How to print the char, integer, float and double values without using format specifiers in c

Question

I want to print the char, int, float and double values without using format specifiers in my c program. I can able to print the string using the below code:

char s[] = "Hello\n";
fprintf(stdout, s);

how can I print the other data type values?

Answer 1

To print a char , use:

fputc(c, stream)

(If the stream is stdout , you can use putchar(c) .)

To print an int :

• If the int is negative, print “-”.
• Calculate the individual digits of the integer. This can be done either by calculating the digits from least significant to most significant and saving them in a buffer to be printed in reverse order or by figuring out where the most significant digit is and then calculating the digits from most significant to least significant. You can use a remainder operation, such as x % 10 , to calculate the least significant digit of a number, and you can use division, such as x / 10 , to remove that digit.
• One caveat is that, if the original number is negative, you have to be careful about calculating its digits. The % operator will return negative values. Some people attempt to deal with this by negating the integer if it is negative. However, if the number is the least possible int , this may overflow. Eg, in many C implementations, the least int value is -2,147,483,648, but it cannot be negated because the greatest int is 2,147,483,647.
• Any digit in numeric form (0 to 10) can be converted to a character (“0” to “9”) by adding '0' , such as int d = x % 10; char c = d + '0'; int d = x % 10; char c = d + '0'; . The C standard guarantees that this produces the appropriate character in c .
• After you obtain the characters from the digits, print them.

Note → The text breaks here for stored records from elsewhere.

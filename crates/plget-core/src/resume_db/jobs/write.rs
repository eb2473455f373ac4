//! Job write operations: upsert, status transitions, resume resets.

use super::super::db::{unix_timestamp, ResumeDb};
use super::super::error::Result;
use super::super::types::{Job, JobStatus};
use crate::retry::FetchError;

fn to_i64(n: u64) -> i64 {
    i64::try_from(n).unwrap_or(i64::MAX)
}

impl ResumeDb {
    /// Insert a job, or update the existing row for the same `(playlist_url, item_id)`.
    /// The original `created_at` is kept so resume order stays stable.
    pub async fn upsert_job(&self, job: &Job) -> Result<()> {
        let now = unix_timestamp();
        let metadata_json = if job.metadata.is_empty() {
            None
        } else {
            Some(serde_json::to_string(&job.metadata)?)
        };
        let (error_kind, error_message) = match &job.last_error {
            Some(e) => (Some(e.kind.as_str()), Some(e.message.as_str())),
            None => (None, None),
        };

        sqlx::query(
            r#"
            INSERT INTO jobs (
                id, playlist_url, item_id, playlist_index, source_url, title,
                target_name, quality, format, status, total_bytes, downloaded_bytes,
                error_kind, error_message, created_at, started_at, completed_at,
                updated_at, metadata_json
            ) VALUES (?1, ?2, ?3, ?4, ?5, ?6, ?7, ?8, ?9, ?10, ?11, ?12,
                      ?13, ?14, ?15, ?16, ?17, ?18, ?19)
            ON CONFLICT(playlist_url, item_id) DO UPDATE SET
                playlist_index = excluded.playlist_index,
                source_url = excluded.source_url,
                title = excluded.title,
                target_name = excluded.target_name,
                quality = excluded.quality,
                format = excluded.format,
                status = excluded.status,
                total_bytes = excluded.total_bytes,
                downloaded_bytes = excluded.downloaded_bytes,
                error_kind = excluded.error_kind,
                error_message = excluded.error_message,
                started_at = excluded.started_at,
                completed_at = excluded.completed_at,
                updated_at = excluded.updated_at,
                metadata_json = excluded.metadata_json
            "#,
        )
        .bind(&job.id)
        .bind(&job.playlist_url)
        .bind(&job.item_id)
        .bind(i64::from(job.playlist_index))
        .bind(&job.source_url)
        .bind(&job.title)
        .bind(&job.target_name)
        .bind(&job.quality)
        .bind(&job.format)
        .bind(job.status.as_str())
        .bind(job.total_bytes.map(to_i64))
        .bind(to_i64(job.downloaded_bytes))
        .bind(error_kind)
        .bind(error_message)
        .bind(job.created_at)
        .bind(job.started_at)
        .bind(job.completed_at)
        .bind(now)
        .bind(metadata_json)
        .execute(&self.pool)
        .await?;
        Ok(())
    }

    /// Partial status update. Returns whether a row was affected.
    ///
    /// - `Downloading` stamps `started_at`
    /// - `Completed` stamps `completed_at` and clears the last error
    /// - `Failed` stores `error` (kind and message)
    /// - `Pending` clears the last error and `started_at`
    pub async fn update_job_status(
        &self,
        id: &str,
        status: JobStatus,
        downloaded_bytes: Option<u64>,
        error: Option<&FetchError>,
    ) -> Result<bool> {
        let now = unix_timestamp();
        let res = sqlx::query(
            r#"
            UPDATE jobs SET
                status = ?1,
                downloaded_bytes = COALESCE(?2, downloaded_bytes),
                total_bytes = CASE
                    WHEN ?1 = 'completed' AND total_bytes IS NULL THEN ?2
                    ELSE total_bytes END,
                started_at = CASE
                    WHEN ?1 = 'downloading' THEN ?3
                    WHEN ?1 = 'pending' THEN NULL
                    ELSE started_at END,
                completed_at = CASE WHEN ?1 = 'completed' THEN ?3 ELSE completed_at END,
                error_kind = CASE
                    WHEN ?1 = 'failed' THEN COALESCE(?4, error_kind)
                    WHEN ?1 IN ('completed', 'pending') THEN NULL
                    ELSE error_kind END,
                error_message = CASE
                    WHEN ?1 = 'failed' THEN COALESCE(?5, error_message)
                    WHEN ?1 IN ('completed', 'pending') THEN NULL
                    ELSE error_message END,
                updated_at = ?3
            WHERE id = ?6
            "#,
        )
        .bind(status.as_str())
        .bind(downloaded_bytes.map(to_i64))
        .bind(now)
        .bind(error.map(|e| e.kind.as_str()))
        .bind(error.map(|e| e.message.as_str()))
        .bind(id)
        .execute(&self.pool)
        .await?;
        Ok(res.rows_affected() > 0)
    }

    /// Record byte counters without changing status.
    pub async fn update_job_progress(
        &self,
        id: &str,
        downloaded_bytes: u64,
        total_bytes: Option<u64>,
    ) -> Result<bool> {
        let res = sqlx::query(
            r#"
            UPDATE jobs SET
                downloaded_bytes = ?1,
                total_bytes = COALESCE(?2, total_bytes),
                updated_at = ?3
            WHERE id = ?4
            "#,
        )
        .bind(to_i64(downloaded_bytes))
        .bind(total_bytes.map(to_i64))
        .bind(unix_timestamp())
        .bind(id)
        .execute(&self.pool)
        .await?;
        Ok(res.rows_affected() > 0)
    }

    /// Reset jobs left in Downloading (no attempt survives a restart) back to Pending.
    /// Scoped to one playlist when `playlist_url` is given. Returns the number reset.
    pub async fn reset_stuck_jobs(&self, playlist_url: Option<&str>) -> Result<u64> {
        let res = sqlx::query(
            r#"
            UPDATE jobs
            SET status = 'pending',
                started_at = NULL,
                updated_at = ?1
            WHERE status = 'downloading'
              AND (?2 IS NULL OR playlist_url = ?2)
            "#,
        )
        .bind(unix_timestamp())
        .bind(playlist_url)
        .execute(&self.pool)
        .await?;
        Ok(res.rows_affected())
    }

    /// Put Failed jobs of a playlist back to Pending, clearing their error.
    /// With `item_ids`, only those items are reset. Returns the number reset.
    pub async fn mark_for_retry(
        &self,
        playlist_url: &str,
        item_ids: Option<&[String]>,
    ) -> Result<u64> {
        let now = unix_timestamp();
        const SQL: &str = r#"
            UPDATE jobs
            SET status = 'pending',
                error_kind = NULL,
                error_message = NULL,
                started_at = NULL,
                updated_at = ?1
            WHERE playlist_url = ?2
              AND status = 'failed'
              AND (?3 IS NULL OR item_id = ?3)
        "#;

        let count = match item_ids {
            None => {
                sqlx::query(SQL)
                    .bind(now)
                    .bind(playlist_url)
                    .bind(None::<&str>)
                    .execute(&self.pool)
                    .await?
                    .rows_affected()
            }
            Some(ids) => {
                let mut tx = self.pool.begin().await?;
                let mut n = 0;
                for item_id in ids {
                    n += sqlx::query(SQL)
                        .bind(now)
                        .bind(playlist_url)
                        .bind(Some(item_id.as_str()))
                        .execute(&mut *tx)
                        .await?
                        .rows_affected();
                }
                tx.commit().await?;
                n
            }
        };
        if count > 0 {
            tracing::info!(playlist_url, count, "marked failed jobs for retry");
        }
        Ok(count)
    }
}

To print a float or double :

• Doing this completely correctly is hard, although it is a solved problem. The classic reference for it is Correctly Rounded Binary-Decimal and Decimal-Binary Conversions by David M. Gay .
• If you just want a simple implementation suitable for a learning exercise, then you can format a floating-point value much as you would an integer: Calculate the digits individually. You also need to decide whether to print a fixed-point notation or a scientific notation (or other).
• To print a fixed-point notation, print the integer part of the value as above, for integer types. Then print a “.” and some digits for the fractional part of the value.
• To print a scientific notation, calculate the value of the exponent part (eg, to express 12345789 as “1.23456789e7”, the exponent is 7, for 10 ⁷ . Divide the value by 10 raised to the power of that exponent and print the resulting value as a fixed-point number (so, in this example, you print “1.23456789”), then print “e”, the print the exponent part.
• Floating-point rounding errors will occur in the above, making it suitable only for a learning exercise, not for use in a quality product.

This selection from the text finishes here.